Pesquisadores vinculados a programas de desenvolvimento tecnológico e pós-doutorado estão há mais de dois meses sem receber bolsas do CNPq. A falha atinge titulares das modalidades DTI-A, DTI-B e Pós-Doutorado, que relatam incerteza sobre datas de crédito e ausência de comunicação oficial do órgão.
O CNPq atribui o problema a uma inconsistência no processamento de recursos provenientes de parceiros externos. O Ministério da Ciência, Tecnologia e Inovação (MCTI) anunciou que a regularização dos pagamentos começa na quinta-feira, dia 18.
O CNPq informou que a inconsistência afetou menos de 1% dos cerca de 102 mil beneficiários atendidos pelo órgão em todo o país. Ainda assim, os impactados — concentrados nas categorias DTI-A, DTI-B e Pós-Doutorado — relatam não ter recebido qualquer aviso prévio sobre os atrasos, seja por e-mail, sistema interno ou comunicado formal.
Os pagamentos de junho somam-se a valores de meses anteriores já em aberto.
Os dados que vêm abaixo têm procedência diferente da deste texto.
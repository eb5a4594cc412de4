//! Records the pipeline reads and reconciles: users, profiles, CVs and their
//! parsed resumes.

use async_trait::async_trait;
use chrono::{DateTime, Utc};
use uuid::Uuid;

use crate::generation::ParsedCv;
use crate::models::cv::{CvDetails, CvRow, CvStatus, NewCv, ParsedResumeRow};
use crate::models::user::{Profile, User, UserPage};

#[cfg(test)]
pub mod memory_store;
pub mod pg_store;
pub mod profile_merge;

pub use pg_store::PgCandidateStore;

#[derive(Debug, thiserror::Error)]
pub enum RecordError {
    #[error("CV {0} not found")]
    CvNotFound(Uuid),

    #[error("corrupt record: {0}")]
    Corrupt(String),

    #[error("database error: {0}")]
    Database(#[from] sqlx::Error),
}

#[async_trait]
pub trait CandidateStore: Send + Sync {
    async fn get_user(&self, id: Uuid) -> Result<Option<User>, RecordError>;

    /// Newest first, with a total for paging.
    async fn list_users(&self, page: i64, limit: i64) -> Result<UserPage, RecordError>;

    async fn get_profile(&self, user_id: Uuid) -> Result<Option<Profile>, RecordError>;

    /// Fills the empty fields of the user's profile from a parsed CV in one
    /// atomic step, creating the profile when missing. Edits that land while
    /// the CV is parsed are kept. Returns the names of the filled fields.
    async fn fill_profile(
        &self,
        user_id: Uuid,
        parsed: &ParsedCv,
        parsed_at: DateTime<Utc>,
    ) -> Result<Vec<&'static str>, RecordError>;

    async fn insert_cv(&self, cv: NewCv) -> Result<CvRow, RecordError>;

    async fn get_cv(&self, id: Uuid) -> Result<Option<CvRow>, RecordError>;

    /// The owner's CVs, newest first, each with its parsed data if any.
    async fn list_cvs(&self, user_id: Uuid) -> Result<Vec<CvDetails>, RecordError>;

    /// Removes the CV row and its current parse. The stored file is the
    /// caller's to delete.
    async fn delete_cv(&self, id: Uuid) -> Result<CvRow, RecordError>;

    async fn set_cv_status(
        &self,
        id: Uuid,
        status: CvStatus,
        error_message: Option<&str>,
    ) -> Result<(), RecordError>;

    /// Stores the parse result and flips the CV to PARSED atomically.
    async fn attach_parsed_resume(
        &self,
        cv_id: Uuid,
        parsed: &ParsedResumeRow,
    ) -> Result<(), RecordError>;

    async fn get_parsed_resume(&self, id: Uuid) -> Result<Option<ParsedResumeRow>, RecordError>;
}
//! Request side of the pipeline: validates a request, persists the task and
//! hands its job to the queue before responding.

pub mod handlers;
pub mod outbox;
pub mod service;

pub use outbox::{run_sweeper, SweeperSettings};
pub use service::{
    CoverLetterRequest, CvFixRequest, CvUpload, DispatchResponse, DispatchStatus, Dispatcher,
};
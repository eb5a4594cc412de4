use std::sync::Arc;

use crate::auth::OtpStore;
use crate::dispatch::Dispatcher;
use crate::mail::MailService;
use crate::notify::SessionRegistry;

/// Shared application state injected into all route handlers via Axum extractors.
#[derive(Clone)]
pub struct AppState {
    pub dispatcher: Arc<Dispatcher>,
    /// Live WebSocket sessions; also the workers' notifier.
    pub sessions: Arc<SessionRegistry>,
    pub otp: Arc<dyn OtpStore>,
    pub mail: Arc<MailService>,
}
//! Email verification codes.

pub mod handlers;
pub mod otp;

pub use otp::{OtpError, OtpStore, RedisOtpStore};
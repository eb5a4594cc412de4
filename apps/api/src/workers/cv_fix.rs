use std::sync::Arc;

use async_trait::async_trait;
use bytes::Bytes;
use chrono::Utc;
use serde::Deserialize;
use serde_json::{json, Value};
use tracing::{info, warn};
use uuid::Uuid;

use super::{mail_task_completed, ProgressReporter, TaskWorker, WorkerError};
use crate::candidates::CandidateStore;
use crate::extraction::MIME_PDF;
use crate::generation::GenerationService;
use crate::mail::MailService;
use crate::models::cv::CvStatus;
use crate::models::task::{Task, TaskKind};
use crate::render::render_markdown_pdf;
use crate::storage::BlobStorage;
use crate::tasks::lifecycle::TaskOutput;

pub const FIXED_CV_FOLDER: &str = "fixed-cvs";

#[derive(Debug, Deserialize)]
struct FixJob {
    cv_id: Uuid,
    goal: String,
    #[serde(default)]
    notes: Option<String>,
}

/// Rewrites a parsed CV toward a goal and publishes it as a PDF.
pub struct CvFixWorker {
    records: Arc<dyn CandidateStore>,
    storage: Arc<dyn BlobStorage>,
    generation: Arc<dyn GenerationService>,
    mail: Arc<MailService>,
}

impl CvFixWorker {
    pub fn new(
        records: Arc<dyn CandidateStore>,
        storage: Arc<dyn BlobStorage>,
        generation: Arc<dyn GenerationService>,
        mail: Arc<MailService>,
    ) -> Self {
        Self {
            records,
            storage,
            generation,
            mail,
        }
    }
}

#[async_trait]
impl TaskWorker for CvFixWorker {
    fn kind(&self) -> TaskKind {
        TaskKind::FixCv
    }

    async fn run(
        &self,
        _task: &Task,
        payload: &Value,
        progress: &ProgressReporter,
    ) -> Result<TaskOutput, WorkerError> {
        let job: FixJob = serde_json::from_value(payload.clone())?;
        progress.report(10).await?;

        let cv = self
            .records
            .get_cv(job.cv_id)
            .await?
            .ok_or_else(|| WorkerError::MissingEntity(format!("CV {} not found", job.cv_id)))?;
        let parsed = match cv.parsed_resume_id {
            Some(id) => self.records.get_parsed_resume(id).await?,
            None => None,
        }
        .ok_or_else(|| {
            WorkerError::MissingEntity(format!("CV {} has no parsed data", job.cv_id))
        })?;
        progress.report(30).await?;

        let fixed = self
            .generation
            .fix_cv(&parsed.json_payload, &job.goal, job.notes.as_deref())
            .await?;
        progress.report(60).await?;

        let pdf = render_markdown_pdf(&fixed.improved_cv_markdown)?;
        progress.report(80).await?;

        let filename = format!("improved-cv-{}.pdf", Utc::now().timestamp_millis());
        let stored = self
            .storage
            .put(Bytes::from(pdf), MIME_PDF, FIXED_CV_FOLDER, &filename)
            .await?;
        progress.report(90).await?;

        info!(cv_id = %cv.id, key = %stored.key, "Improved CV uploaded");
        Ok(TaskOutput {
            data: Some(json!({
                "changelog": fixed.changelog,
                "goal": job.goal,
                "s3_key": stored.key,
            })),
            url: Some(stored.url),
        })
    }

    async fn on_success(&self, task: &Task, payload: &Value) {
        if let Ok(job) = serde_json::from_value::<FixJob>(payload.clone()) {
            if let Err(e) = self
                .records
                .set_cv_status(job.cv_id, CvStatus::Fixed, None)
                .await
            {
                warn!(cv_id = %job.cv_id, "Failed to mark CV as fixed: {e}");
            }
        }
        mail_task_completed(self.records.as_ref(), &self.mail, task).await;
    }
}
A ausência de previsibilidade compromete tanto as despesas pessoais dos pesquisadores quanto a continuidade das atividades às quais estão vinculados.
O que dizem CNPq e MCTI
O Ministério da Ciência, Tecnologia e Inovação confirmou que a origem do problema já foi identificada e que os demais pagamentos de bolsas administradas pelo órgão foram realizados normalmente — a falha ficou restrita aos casos ligados à inconsistência nos repasses de parceiros externos.
O MCTI, no entanto, não detalhou quantos bolsistas foram afetados nem quais programas ou projetos específicos foram atingidos. A falta de detalhamento é justamente um dos principais pontos de crítica levantados pelos pesquisadores nos relatos coletados.
Entre os bolsistas afetados, o sentimento predominante é de insegurança financeira. Parte significativa depende exclusivamente dos repasses para cobrir despesas do dia a dia, o que torna um atraso superior a dois meses especialmente crítico para quem não possui outras fontes de renda regulares.
A cobrança por mais transparência na comunicação institucional do CNPq é recorrente nos depoimentos. Os pesquisadores defendem que, diante de qualquer falha operacional, o órgão deveria notificar os beneficiários de imediato, com prazo estimado de resolução e canais de atendimento acessíveis.
Perspectiva de normalização
Com a promessa de regularização a partir do dia 18 de junho, os pesquisadores aguardam que os valores pendentes sejam efetivamente creditados. O episódio acende o debate sobre a robustez dos sistemas de processamento de repasses do CNPq e sobre a necessidade de protocolos mais claros de comunicação em situações de intercorrência operacional.